Please return the lines below verbatim, beginning at the one that has "self.max_pixel_speed = value;" and stopping after the one that has "pub viewport: &'a", and add no other lines.

• **Available records**
*** Block opens ***

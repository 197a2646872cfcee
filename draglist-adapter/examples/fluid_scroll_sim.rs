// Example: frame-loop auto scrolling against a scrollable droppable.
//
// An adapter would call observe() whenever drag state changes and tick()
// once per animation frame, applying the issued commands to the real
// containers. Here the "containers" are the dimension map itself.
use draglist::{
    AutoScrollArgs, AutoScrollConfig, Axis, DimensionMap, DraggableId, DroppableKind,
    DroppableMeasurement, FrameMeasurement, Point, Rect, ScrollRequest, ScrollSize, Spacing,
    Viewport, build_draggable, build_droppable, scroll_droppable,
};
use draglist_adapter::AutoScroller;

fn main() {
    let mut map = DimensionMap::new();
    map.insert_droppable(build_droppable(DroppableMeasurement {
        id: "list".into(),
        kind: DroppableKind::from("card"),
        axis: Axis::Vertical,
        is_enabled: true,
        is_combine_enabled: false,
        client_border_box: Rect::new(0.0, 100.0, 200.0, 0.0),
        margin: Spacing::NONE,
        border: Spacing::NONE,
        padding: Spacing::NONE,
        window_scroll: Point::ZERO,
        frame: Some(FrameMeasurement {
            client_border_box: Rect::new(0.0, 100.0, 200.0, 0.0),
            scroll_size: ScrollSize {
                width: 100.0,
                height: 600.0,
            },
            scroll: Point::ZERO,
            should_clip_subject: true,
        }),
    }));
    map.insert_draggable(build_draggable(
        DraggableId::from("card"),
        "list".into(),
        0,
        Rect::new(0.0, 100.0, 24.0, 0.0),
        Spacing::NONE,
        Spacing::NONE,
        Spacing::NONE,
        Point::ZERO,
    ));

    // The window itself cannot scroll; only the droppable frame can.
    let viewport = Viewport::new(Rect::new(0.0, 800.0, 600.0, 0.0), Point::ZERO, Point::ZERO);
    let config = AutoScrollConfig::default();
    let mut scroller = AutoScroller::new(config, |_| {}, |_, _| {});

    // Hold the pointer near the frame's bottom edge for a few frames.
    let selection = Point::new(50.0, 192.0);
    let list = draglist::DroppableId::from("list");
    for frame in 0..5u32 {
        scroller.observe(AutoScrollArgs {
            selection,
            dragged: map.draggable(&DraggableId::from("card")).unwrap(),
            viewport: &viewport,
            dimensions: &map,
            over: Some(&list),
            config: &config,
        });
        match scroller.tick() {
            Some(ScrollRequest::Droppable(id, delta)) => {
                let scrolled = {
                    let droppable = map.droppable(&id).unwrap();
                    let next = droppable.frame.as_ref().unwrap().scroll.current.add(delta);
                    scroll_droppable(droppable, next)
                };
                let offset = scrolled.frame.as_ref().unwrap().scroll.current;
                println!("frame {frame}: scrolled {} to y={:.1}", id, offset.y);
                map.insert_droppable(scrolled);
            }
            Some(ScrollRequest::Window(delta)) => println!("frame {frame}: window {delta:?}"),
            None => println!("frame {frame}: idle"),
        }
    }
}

*** Block closes ***
*** Block opens ***

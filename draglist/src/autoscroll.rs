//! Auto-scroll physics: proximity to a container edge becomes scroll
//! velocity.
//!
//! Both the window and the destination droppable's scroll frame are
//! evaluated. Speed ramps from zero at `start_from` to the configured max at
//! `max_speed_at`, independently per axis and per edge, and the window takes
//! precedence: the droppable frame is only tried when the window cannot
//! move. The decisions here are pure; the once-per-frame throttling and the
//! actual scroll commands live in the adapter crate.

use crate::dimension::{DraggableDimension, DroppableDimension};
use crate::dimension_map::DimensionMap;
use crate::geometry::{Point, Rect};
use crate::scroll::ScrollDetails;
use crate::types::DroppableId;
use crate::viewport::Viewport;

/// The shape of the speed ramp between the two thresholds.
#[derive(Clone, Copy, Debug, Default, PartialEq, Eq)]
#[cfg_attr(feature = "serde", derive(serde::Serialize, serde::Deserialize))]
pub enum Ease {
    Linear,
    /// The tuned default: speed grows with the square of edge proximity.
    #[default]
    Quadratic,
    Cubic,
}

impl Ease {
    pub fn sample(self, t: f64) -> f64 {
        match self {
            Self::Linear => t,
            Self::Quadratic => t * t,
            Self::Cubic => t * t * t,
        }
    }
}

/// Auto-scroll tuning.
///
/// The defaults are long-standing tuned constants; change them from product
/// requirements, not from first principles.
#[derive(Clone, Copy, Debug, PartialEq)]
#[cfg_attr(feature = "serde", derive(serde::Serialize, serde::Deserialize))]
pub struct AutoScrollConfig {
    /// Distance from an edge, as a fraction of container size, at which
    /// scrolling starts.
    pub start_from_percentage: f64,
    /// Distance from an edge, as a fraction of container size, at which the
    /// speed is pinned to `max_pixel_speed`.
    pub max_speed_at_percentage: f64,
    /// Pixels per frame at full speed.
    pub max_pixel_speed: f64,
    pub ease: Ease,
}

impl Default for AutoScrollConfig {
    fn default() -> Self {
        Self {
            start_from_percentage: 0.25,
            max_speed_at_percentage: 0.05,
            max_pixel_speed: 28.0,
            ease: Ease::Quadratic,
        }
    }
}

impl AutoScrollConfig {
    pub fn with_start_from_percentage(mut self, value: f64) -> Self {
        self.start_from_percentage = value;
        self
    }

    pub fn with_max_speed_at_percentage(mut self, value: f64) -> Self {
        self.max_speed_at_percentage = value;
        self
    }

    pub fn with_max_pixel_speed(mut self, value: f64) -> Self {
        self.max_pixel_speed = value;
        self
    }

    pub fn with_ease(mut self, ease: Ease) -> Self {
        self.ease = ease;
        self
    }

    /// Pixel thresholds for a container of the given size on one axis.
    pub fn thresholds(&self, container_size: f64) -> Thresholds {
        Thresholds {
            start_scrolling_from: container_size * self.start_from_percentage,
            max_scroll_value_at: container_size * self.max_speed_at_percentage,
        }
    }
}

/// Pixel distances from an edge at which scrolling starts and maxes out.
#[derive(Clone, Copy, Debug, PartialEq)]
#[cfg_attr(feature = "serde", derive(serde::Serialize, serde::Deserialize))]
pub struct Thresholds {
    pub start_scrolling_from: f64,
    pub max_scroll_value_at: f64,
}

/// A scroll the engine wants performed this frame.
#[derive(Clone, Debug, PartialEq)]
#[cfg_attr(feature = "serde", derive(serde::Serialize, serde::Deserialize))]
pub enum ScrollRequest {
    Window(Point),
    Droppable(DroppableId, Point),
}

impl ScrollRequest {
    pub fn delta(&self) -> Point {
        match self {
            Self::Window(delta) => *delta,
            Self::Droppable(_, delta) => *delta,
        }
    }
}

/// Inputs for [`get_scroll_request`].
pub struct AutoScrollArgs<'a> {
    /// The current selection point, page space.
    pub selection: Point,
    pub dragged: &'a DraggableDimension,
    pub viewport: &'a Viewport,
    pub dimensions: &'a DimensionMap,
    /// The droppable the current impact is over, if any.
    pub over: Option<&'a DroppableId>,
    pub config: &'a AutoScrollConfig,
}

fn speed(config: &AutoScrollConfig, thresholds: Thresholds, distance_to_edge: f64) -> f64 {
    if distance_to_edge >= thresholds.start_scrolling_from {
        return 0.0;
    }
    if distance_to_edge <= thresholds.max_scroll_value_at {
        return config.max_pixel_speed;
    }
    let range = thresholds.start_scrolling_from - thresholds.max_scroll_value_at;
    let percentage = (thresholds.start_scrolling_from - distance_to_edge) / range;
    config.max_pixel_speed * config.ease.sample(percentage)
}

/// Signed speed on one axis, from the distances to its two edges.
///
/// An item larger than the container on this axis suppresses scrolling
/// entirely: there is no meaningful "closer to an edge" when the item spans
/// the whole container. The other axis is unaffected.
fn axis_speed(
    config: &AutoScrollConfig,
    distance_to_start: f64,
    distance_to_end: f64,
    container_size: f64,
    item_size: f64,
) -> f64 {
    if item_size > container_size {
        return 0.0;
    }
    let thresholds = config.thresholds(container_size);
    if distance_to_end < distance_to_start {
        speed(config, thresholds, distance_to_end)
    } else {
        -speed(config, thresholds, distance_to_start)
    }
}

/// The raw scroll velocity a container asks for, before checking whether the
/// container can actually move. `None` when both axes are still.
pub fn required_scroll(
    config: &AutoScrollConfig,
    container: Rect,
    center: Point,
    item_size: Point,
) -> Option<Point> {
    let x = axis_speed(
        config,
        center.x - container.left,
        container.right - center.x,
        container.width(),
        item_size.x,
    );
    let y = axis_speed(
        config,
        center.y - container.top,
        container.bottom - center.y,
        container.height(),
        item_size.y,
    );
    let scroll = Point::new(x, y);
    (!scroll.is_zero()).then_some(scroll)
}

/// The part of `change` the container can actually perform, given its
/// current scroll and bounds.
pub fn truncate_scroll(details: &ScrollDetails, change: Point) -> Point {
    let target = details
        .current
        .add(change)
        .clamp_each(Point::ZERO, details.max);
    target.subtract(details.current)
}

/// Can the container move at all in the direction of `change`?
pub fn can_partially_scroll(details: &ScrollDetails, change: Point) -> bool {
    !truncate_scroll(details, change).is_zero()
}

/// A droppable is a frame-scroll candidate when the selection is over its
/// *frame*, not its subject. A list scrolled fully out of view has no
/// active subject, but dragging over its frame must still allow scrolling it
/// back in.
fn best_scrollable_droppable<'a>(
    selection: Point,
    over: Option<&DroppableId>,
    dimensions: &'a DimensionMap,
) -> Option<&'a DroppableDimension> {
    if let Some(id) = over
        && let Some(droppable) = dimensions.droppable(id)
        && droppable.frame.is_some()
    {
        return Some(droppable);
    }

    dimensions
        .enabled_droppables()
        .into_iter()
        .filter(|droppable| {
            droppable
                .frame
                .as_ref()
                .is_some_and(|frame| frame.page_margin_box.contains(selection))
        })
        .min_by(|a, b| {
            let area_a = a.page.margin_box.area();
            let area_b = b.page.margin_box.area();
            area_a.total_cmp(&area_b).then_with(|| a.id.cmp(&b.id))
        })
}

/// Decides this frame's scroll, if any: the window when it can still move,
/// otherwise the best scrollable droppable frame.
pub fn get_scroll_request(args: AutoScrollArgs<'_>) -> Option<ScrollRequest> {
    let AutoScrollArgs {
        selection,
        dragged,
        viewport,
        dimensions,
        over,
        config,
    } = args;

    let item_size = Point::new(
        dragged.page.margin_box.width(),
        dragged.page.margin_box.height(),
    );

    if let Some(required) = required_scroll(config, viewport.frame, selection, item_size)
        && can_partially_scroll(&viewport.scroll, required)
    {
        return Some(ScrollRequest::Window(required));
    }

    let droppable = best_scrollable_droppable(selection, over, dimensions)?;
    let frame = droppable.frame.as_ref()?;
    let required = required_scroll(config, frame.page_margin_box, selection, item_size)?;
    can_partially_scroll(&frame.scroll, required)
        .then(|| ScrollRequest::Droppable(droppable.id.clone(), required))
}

*** Block closes ***

• **The completed task**
        self.max_pixel_speed = value;
        self
    }

    pub fn with_ease(mut self, ease: Ease) -> Self {
        self.ease = ease;
        self
    }

    /// Pixel thresholds for a container of the given size on one axis.
    pub fn thresholds(&self, container_size: f64) -> Thresholds {
        Thresholds {
            start_scrolling_from: container_size * self.start_from_percentage,
            max_scroll_value_at: container_size * self.max_speed_at_percentage,
        }
    }
}

/// Pixel distances from an edge at which scrolling starts and maxes out.
#[derive(Clone, Copy, Debug, PartialEq)]
#[cfg_attr(feature = "serde", derive(serde::Serialize, serde::Deserialize))]
pub struct Thresholds {
    pub start_scrolling_from: f64,
    pub max_scroll_value_at: f64,
}

/// A scroll the engine wants performed this frame.
#[derive(Clone, Debug, PartialEq)]
#[cfg_attr(feature = "serde", derive(serde::Serialize, serde::Deserialize))]
pub enum ScrollRequest {
    Window(Point),
    Droppable(DroppableId, Point),
}

impl ScrollRequest {
    pub fn delta(&self) -> Point {
        match self {
            Self::Window(delta) => *delta,
            Self::Droppable(_, delta) => *delta,
        }
    }
}

/// Inputs for [`get_scroll_request`].
pub struct AutoScrollArgs<'a> {
    /// The current selection point, page space.
    pub selection: Point,
    pub dragged: &'a DraggableDimension,
    pub viewport: &'a Viewport,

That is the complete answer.